→ TASK DESCRIPTION
Find every line below with the string "host" and pick it out.

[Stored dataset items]
•••

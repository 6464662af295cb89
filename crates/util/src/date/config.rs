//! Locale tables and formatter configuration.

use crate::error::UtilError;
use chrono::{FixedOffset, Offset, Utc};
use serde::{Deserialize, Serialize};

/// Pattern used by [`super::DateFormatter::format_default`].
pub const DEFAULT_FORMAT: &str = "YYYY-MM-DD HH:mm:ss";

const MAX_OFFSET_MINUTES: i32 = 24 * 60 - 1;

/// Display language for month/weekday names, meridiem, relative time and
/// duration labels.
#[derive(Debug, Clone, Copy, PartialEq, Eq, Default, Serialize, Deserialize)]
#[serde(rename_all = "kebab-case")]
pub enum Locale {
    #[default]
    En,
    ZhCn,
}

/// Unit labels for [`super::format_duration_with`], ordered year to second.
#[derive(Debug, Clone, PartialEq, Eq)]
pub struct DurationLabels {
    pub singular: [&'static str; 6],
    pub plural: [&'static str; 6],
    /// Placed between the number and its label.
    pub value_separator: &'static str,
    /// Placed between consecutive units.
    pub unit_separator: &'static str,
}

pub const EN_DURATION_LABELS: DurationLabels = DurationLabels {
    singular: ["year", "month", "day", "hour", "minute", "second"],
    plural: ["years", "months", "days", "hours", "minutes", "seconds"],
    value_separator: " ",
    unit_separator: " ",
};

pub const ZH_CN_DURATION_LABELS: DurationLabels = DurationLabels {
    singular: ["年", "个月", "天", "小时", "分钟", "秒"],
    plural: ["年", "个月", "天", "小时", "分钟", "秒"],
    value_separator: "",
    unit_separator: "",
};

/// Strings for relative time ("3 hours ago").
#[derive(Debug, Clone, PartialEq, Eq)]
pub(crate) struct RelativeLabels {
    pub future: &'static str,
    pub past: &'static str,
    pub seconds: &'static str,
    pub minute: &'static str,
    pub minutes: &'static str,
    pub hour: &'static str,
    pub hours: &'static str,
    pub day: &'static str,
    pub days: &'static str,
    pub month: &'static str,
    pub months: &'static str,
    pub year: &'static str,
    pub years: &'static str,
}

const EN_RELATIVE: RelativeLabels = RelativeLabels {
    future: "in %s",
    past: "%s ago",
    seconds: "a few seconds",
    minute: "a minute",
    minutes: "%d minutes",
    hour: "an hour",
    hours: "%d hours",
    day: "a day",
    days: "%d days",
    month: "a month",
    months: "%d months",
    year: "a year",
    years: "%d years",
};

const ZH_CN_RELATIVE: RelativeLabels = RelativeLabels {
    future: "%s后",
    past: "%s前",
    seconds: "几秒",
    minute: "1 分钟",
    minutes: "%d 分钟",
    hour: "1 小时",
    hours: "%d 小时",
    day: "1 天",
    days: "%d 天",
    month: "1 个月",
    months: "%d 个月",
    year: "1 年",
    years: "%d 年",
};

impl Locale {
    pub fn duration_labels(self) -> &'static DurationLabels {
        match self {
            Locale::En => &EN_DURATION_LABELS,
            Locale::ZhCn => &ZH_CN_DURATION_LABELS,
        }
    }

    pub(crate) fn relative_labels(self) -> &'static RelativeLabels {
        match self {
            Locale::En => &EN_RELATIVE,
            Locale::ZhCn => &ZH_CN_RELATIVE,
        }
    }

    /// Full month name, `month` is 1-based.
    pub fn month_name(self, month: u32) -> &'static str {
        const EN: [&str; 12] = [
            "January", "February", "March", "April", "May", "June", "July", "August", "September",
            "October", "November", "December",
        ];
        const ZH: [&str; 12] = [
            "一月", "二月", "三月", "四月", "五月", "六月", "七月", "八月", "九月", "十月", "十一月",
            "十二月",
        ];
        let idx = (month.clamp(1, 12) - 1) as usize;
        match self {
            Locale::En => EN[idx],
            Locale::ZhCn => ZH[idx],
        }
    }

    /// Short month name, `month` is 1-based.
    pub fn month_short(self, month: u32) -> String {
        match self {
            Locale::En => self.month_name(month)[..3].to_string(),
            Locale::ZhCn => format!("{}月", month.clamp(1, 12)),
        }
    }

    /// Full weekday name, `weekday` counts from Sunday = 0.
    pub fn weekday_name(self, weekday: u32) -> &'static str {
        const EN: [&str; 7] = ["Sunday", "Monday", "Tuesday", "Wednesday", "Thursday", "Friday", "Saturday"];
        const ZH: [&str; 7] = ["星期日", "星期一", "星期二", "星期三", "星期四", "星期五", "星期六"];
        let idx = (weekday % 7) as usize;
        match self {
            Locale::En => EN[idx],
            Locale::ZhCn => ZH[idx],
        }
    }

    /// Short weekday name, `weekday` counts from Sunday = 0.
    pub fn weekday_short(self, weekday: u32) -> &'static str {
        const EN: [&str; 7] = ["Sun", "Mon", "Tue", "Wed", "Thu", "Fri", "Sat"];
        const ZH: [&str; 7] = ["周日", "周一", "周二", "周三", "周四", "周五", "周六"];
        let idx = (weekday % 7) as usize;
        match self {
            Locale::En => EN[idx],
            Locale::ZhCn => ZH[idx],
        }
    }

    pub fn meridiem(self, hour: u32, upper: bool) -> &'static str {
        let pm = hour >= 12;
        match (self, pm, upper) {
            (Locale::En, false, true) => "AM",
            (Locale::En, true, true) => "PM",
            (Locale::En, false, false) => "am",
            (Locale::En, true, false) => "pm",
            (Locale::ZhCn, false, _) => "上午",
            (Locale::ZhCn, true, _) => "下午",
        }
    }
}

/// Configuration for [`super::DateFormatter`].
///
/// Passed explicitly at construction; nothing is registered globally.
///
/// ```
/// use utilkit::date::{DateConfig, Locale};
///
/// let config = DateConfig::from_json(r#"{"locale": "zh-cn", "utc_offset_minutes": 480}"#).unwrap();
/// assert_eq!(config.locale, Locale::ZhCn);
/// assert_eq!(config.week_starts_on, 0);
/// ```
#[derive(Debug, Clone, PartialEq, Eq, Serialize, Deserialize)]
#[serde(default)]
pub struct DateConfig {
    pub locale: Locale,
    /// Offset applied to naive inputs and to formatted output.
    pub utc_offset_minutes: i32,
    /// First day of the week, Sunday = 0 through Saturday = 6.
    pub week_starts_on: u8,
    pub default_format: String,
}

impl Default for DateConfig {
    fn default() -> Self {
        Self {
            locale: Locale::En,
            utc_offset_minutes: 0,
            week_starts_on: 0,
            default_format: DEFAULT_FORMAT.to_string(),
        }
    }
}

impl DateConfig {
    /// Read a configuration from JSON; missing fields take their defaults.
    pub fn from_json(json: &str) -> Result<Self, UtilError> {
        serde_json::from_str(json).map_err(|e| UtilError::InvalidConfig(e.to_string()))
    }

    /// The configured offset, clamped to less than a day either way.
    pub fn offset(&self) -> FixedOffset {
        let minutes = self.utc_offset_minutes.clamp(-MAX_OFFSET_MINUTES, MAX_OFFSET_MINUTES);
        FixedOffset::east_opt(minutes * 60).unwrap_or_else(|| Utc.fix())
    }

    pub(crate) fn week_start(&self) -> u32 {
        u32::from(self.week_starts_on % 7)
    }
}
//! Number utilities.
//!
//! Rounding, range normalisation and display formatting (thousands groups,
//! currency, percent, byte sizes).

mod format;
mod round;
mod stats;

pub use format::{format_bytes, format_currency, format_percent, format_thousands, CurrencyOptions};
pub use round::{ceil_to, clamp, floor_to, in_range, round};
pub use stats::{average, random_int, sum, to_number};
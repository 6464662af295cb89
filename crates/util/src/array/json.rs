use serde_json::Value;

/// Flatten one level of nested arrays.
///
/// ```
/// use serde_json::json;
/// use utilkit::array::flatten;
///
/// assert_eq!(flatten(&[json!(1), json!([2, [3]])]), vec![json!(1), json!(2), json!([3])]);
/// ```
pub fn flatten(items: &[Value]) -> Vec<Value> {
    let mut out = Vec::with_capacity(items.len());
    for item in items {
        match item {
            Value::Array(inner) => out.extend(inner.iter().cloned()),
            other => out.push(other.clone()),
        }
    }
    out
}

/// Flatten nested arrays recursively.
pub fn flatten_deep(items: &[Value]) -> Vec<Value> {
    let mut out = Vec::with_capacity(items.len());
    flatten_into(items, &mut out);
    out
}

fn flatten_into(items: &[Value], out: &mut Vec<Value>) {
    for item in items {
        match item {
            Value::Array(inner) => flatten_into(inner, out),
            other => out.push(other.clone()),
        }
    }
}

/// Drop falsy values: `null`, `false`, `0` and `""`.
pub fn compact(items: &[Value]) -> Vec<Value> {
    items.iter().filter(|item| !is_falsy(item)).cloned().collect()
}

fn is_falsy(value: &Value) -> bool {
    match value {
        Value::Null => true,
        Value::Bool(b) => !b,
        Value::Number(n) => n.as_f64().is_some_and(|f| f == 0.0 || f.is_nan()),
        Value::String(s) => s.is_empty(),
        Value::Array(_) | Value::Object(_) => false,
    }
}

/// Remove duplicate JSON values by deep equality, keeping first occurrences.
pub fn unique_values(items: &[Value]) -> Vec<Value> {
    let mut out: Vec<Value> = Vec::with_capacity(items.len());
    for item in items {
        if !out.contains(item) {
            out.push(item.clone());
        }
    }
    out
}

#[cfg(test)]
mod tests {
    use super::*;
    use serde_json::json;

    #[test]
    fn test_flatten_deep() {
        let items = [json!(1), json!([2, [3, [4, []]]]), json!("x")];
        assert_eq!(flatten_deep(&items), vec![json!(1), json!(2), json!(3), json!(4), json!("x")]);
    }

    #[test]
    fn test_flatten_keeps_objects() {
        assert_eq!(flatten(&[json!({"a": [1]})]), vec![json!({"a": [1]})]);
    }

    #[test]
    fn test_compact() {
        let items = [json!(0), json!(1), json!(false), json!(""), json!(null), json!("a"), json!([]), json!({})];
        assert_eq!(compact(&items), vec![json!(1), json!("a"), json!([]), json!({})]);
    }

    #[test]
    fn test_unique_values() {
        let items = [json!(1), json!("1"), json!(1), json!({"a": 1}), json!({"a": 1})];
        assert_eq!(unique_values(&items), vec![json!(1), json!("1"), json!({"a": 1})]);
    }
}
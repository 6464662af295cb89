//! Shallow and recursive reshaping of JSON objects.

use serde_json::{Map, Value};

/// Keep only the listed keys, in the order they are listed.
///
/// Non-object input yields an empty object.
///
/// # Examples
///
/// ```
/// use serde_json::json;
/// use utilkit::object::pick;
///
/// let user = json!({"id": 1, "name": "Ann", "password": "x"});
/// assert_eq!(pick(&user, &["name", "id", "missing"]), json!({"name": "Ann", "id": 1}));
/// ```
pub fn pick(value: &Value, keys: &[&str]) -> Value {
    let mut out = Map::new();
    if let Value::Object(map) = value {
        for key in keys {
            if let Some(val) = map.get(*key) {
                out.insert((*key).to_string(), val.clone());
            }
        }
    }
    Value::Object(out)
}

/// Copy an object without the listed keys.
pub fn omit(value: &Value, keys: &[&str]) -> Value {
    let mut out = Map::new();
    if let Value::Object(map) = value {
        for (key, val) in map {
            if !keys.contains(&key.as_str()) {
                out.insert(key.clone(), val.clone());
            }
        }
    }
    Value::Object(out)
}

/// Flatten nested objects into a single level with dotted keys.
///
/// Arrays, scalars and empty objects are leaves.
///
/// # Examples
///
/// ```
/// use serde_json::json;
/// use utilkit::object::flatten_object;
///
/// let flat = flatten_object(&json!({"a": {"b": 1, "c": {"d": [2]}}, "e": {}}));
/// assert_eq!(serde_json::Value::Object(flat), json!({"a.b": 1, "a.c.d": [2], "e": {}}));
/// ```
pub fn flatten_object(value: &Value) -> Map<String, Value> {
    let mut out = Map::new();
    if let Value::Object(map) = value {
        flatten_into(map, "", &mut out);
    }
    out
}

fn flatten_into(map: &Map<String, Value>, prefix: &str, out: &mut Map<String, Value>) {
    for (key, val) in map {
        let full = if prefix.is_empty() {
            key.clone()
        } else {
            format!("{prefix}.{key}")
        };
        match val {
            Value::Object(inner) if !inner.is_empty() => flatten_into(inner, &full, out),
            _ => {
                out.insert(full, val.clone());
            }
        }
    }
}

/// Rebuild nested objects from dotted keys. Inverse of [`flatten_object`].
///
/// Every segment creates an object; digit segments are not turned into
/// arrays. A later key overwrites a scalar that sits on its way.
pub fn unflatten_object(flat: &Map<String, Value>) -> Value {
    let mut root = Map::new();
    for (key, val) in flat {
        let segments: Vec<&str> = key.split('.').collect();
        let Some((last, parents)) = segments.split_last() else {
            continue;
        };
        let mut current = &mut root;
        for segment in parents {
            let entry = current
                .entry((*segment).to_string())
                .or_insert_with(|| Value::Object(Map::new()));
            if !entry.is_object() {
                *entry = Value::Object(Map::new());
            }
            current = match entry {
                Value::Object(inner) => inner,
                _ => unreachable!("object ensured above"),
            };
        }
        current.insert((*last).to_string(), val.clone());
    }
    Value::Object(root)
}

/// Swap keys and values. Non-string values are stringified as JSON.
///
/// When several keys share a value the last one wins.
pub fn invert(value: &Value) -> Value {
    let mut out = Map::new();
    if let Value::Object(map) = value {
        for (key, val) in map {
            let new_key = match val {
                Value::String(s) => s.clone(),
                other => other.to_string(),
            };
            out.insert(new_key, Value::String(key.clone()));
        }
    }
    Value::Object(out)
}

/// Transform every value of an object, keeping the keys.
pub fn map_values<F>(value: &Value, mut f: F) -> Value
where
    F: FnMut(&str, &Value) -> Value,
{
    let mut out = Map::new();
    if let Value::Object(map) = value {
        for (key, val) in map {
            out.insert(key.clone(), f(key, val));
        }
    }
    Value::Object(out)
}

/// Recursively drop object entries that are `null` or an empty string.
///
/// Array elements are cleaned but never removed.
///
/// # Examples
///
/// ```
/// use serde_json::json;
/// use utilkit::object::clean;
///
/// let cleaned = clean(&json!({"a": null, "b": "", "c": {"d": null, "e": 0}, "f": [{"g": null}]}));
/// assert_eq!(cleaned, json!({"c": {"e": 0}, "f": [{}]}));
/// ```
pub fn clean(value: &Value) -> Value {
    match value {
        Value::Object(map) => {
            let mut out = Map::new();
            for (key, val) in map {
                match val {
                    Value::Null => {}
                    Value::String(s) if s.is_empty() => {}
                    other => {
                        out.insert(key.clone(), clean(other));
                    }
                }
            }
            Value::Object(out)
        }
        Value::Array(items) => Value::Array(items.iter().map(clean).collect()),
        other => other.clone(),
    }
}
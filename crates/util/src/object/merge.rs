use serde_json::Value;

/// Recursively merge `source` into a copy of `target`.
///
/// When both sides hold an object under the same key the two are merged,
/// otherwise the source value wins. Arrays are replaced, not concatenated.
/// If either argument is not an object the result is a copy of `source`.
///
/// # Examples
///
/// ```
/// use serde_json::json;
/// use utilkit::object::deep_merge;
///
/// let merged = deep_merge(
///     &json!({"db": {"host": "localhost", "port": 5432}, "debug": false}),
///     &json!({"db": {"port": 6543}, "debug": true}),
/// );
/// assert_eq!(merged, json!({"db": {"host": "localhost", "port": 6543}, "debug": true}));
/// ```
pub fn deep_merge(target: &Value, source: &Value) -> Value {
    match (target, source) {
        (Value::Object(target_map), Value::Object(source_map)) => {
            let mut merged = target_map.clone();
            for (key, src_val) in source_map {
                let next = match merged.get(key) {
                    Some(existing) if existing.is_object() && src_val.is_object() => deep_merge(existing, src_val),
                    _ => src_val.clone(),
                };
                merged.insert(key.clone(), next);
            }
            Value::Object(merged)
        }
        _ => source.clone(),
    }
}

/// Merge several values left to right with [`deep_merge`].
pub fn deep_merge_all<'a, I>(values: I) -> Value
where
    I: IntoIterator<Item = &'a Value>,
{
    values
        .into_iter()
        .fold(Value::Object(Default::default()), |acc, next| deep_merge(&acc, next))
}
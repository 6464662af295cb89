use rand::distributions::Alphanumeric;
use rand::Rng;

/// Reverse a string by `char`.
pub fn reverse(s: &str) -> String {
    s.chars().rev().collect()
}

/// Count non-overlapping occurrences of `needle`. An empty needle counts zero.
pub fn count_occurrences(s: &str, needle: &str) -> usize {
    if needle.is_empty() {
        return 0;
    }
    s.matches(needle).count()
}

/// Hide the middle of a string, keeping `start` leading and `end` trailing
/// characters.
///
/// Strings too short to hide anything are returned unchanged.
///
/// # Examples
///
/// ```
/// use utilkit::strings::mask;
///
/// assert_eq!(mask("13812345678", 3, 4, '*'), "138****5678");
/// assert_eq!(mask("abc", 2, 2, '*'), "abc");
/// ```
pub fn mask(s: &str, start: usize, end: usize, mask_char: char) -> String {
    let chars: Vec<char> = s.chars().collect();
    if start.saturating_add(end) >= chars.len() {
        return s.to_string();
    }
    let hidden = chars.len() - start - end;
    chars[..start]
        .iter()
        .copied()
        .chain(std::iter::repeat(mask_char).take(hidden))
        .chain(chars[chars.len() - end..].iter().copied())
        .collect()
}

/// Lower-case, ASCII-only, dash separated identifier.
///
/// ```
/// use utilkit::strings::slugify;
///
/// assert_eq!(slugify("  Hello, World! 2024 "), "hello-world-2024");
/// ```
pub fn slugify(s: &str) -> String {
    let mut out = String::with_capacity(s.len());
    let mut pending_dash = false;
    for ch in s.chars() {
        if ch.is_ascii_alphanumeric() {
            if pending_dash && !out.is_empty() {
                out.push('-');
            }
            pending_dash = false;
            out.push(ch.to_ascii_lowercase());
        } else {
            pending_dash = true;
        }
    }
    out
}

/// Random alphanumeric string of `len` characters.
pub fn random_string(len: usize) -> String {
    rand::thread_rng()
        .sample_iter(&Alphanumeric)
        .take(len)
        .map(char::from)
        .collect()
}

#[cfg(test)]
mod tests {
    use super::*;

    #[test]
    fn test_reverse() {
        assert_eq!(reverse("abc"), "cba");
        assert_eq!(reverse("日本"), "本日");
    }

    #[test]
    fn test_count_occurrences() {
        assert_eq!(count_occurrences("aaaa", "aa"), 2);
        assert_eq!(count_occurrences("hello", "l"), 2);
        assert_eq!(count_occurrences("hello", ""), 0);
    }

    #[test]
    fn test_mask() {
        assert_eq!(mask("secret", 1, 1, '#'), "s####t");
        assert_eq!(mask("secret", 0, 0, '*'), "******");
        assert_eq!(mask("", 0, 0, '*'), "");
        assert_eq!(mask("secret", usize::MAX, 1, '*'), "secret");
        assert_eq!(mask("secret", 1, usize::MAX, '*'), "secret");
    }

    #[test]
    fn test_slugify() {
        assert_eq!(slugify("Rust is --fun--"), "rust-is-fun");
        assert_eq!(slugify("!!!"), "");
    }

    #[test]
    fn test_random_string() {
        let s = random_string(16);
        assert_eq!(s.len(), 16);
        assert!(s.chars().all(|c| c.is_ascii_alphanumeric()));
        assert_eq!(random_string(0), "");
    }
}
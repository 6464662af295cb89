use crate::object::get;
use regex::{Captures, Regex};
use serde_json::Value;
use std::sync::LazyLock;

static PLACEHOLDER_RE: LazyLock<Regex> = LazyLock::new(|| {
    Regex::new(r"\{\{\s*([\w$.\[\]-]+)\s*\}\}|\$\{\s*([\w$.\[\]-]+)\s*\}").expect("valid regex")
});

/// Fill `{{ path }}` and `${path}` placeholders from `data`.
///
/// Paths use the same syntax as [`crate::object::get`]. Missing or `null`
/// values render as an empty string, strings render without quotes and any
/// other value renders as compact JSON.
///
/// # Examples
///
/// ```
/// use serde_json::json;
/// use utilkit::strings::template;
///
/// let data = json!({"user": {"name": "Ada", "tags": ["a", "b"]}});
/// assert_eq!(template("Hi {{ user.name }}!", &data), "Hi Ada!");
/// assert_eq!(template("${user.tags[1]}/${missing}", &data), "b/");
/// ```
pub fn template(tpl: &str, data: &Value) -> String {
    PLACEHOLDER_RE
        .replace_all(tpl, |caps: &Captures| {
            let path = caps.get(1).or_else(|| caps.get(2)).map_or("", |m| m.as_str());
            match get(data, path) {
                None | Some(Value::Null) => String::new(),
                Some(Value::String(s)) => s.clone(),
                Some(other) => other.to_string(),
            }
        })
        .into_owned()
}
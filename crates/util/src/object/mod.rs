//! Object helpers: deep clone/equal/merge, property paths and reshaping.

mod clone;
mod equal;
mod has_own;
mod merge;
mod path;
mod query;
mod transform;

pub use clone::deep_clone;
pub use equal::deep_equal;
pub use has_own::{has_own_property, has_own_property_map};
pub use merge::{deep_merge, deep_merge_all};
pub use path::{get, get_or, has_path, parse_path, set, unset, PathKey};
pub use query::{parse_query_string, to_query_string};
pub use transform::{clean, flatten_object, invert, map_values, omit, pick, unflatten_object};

•••

→ WRITTEN RESPONSE
///     &json!({"db": {"host": "localhost", "port": 5432}, "debug": false}),
/// assert_eq!(merged, json!({"db": {"host": "localhost", "port": 6543}, "debug": true}));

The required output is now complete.